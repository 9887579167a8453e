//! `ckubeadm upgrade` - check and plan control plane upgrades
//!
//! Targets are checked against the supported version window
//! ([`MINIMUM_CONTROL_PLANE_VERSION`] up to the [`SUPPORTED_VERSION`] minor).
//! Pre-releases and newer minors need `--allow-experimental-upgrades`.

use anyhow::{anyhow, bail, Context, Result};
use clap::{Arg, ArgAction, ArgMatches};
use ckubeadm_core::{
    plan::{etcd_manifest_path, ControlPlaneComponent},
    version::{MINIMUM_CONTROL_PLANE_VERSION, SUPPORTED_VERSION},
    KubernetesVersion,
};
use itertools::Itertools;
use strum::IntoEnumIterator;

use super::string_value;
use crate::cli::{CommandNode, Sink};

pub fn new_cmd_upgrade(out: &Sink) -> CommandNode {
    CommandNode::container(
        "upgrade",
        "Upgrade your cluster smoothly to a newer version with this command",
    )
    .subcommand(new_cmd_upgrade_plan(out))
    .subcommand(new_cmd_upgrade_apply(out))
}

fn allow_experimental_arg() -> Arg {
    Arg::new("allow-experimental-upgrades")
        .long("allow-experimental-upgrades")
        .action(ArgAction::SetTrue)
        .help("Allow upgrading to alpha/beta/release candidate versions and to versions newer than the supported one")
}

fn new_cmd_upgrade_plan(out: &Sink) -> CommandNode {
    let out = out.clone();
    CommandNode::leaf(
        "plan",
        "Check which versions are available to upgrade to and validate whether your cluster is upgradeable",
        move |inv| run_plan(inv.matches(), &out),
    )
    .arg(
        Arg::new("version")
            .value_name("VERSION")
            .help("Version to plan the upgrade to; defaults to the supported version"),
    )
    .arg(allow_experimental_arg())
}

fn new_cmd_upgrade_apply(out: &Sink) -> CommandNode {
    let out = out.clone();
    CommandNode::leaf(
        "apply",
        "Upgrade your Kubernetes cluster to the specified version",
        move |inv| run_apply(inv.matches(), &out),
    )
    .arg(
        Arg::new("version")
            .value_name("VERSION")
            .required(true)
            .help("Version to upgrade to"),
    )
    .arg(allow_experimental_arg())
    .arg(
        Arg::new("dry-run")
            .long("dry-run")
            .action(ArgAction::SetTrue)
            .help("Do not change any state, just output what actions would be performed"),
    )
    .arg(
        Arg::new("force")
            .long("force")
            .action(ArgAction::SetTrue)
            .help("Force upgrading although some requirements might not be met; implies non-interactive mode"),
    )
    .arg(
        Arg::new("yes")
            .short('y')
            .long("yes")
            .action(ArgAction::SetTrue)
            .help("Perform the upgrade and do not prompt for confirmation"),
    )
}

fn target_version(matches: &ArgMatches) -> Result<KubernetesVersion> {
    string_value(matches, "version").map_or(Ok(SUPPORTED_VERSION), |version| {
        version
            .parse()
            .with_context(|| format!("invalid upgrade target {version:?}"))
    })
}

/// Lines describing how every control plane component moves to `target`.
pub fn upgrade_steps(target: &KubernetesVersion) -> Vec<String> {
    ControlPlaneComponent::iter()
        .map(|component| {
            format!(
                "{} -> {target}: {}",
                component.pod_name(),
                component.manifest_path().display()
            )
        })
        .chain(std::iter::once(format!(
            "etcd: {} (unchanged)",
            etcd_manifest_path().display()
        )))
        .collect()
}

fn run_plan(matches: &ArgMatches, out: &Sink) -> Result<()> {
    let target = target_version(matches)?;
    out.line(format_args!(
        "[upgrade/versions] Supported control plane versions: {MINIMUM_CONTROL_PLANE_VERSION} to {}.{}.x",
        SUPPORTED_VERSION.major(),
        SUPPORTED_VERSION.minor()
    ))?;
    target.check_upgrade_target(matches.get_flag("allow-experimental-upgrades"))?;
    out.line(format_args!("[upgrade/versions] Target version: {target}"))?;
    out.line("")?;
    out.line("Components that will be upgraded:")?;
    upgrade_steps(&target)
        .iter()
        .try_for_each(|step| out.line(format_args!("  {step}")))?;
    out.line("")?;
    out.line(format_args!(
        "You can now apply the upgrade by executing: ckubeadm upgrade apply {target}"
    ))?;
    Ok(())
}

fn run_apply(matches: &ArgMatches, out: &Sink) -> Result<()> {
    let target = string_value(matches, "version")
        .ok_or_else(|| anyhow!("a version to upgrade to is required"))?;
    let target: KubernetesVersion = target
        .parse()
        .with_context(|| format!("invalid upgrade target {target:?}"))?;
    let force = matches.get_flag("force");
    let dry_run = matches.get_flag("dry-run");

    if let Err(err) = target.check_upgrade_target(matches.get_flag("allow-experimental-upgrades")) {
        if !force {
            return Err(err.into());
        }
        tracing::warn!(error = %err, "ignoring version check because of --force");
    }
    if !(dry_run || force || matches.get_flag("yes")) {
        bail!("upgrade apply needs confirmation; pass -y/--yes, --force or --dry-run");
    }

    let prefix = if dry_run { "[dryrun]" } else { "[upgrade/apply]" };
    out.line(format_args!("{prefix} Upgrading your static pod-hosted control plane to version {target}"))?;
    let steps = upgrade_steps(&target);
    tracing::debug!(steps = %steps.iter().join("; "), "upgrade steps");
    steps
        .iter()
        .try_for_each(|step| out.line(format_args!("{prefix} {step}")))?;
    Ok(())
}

> [PROBLEM DETAILS]
Every line above that holds the word "invalid" is to be found and copied.

> [ANSWER FOR THIS EXERCISE]
            .with_context(|| format!("invalid upgrade target {version:?}"))
        .with_context(|| format!("invalid upgrade target {target:?}"))?;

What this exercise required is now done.